** DATASET RECORDS follows **

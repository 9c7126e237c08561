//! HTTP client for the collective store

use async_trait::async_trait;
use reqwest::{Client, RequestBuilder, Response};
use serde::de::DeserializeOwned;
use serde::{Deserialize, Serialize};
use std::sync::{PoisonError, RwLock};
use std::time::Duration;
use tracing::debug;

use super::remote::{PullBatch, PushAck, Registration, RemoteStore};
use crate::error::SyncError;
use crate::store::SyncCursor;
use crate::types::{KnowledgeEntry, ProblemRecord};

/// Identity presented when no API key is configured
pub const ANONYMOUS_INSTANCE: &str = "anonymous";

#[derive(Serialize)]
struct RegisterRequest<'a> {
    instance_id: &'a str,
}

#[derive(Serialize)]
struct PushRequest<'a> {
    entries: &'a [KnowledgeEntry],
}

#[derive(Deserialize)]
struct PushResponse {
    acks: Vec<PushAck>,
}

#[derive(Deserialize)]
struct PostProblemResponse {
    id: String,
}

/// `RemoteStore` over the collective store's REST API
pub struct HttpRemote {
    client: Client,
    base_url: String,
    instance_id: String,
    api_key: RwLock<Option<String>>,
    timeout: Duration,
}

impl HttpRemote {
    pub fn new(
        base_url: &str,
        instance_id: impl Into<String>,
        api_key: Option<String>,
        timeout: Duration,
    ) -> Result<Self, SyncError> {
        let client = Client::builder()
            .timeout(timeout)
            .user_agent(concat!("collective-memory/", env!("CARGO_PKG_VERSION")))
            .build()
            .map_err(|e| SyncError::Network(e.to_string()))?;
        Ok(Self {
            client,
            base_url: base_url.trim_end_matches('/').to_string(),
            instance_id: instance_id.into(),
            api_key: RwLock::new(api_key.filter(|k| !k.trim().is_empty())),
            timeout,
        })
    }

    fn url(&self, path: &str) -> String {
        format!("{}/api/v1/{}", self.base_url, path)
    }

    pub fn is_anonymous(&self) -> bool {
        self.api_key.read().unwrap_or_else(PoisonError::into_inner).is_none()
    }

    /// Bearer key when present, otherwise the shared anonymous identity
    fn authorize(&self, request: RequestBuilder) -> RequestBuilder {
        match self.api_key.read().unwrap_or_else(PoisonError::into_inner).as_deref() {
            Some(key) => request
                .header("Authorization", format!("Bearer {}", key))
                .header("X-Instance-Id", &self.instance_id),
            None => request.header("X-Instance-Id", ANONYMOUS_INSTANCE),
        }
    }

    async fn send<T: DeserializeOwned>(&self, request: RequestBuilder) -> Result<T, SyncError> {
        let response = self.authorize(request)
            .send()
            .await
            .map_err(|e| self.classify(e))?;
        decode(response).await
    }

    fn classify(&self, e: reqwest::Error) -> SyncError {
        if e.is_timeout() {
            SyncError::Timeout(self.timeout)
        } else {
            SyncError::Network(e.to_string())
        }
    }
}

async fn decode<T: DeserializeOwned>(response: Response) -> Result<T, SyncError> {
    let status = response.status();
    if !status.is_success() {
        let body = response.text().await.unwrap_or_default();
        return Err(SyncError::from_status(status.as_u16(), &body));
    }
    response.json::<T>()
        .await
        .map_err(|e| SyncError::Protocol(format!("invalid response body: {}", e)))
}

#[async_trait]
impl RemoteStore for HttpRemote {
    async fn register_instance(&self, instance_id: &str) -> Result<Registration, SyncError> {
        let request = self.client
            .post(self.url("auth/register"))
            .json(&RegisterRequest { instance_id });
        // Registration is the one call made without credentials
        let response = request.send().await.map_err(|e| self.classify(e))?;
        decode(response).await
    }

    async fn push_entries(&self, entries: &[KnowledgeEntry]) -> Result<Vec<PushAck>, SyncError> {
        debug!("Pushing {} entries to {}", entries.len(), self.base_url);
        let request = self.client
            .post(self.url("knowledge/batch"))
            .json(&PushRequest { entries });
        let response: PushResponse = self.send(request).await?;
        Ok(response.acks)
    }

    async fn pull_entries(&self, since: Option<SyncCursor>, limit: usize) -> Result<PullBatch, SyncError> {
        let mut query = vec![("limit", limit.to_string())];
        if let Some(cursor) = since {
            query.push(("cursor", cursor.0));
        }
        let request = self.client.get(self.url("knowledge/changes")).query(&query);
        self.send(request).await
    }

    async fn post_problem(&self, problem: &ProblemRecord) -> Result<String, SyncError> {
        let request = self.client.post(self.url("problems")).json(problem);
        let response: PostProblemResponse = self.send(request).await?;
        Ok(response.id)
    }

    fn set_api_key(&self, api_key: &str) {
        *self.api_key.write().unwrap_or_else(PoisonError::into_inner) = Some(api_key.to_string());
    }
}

** End of DATASET RECORDS **

From the entries above, copy out every line where the string "body" appears.

▸ **ANSWER TO THIS PROBLEM**
        let body = response.text().await.unwrap_or_default();
        return Err(SyncError::from_status(status.as_u16(), &body));
        .map_err(|e| SyncError::Protocol(format!("invalid response body: {}", e)))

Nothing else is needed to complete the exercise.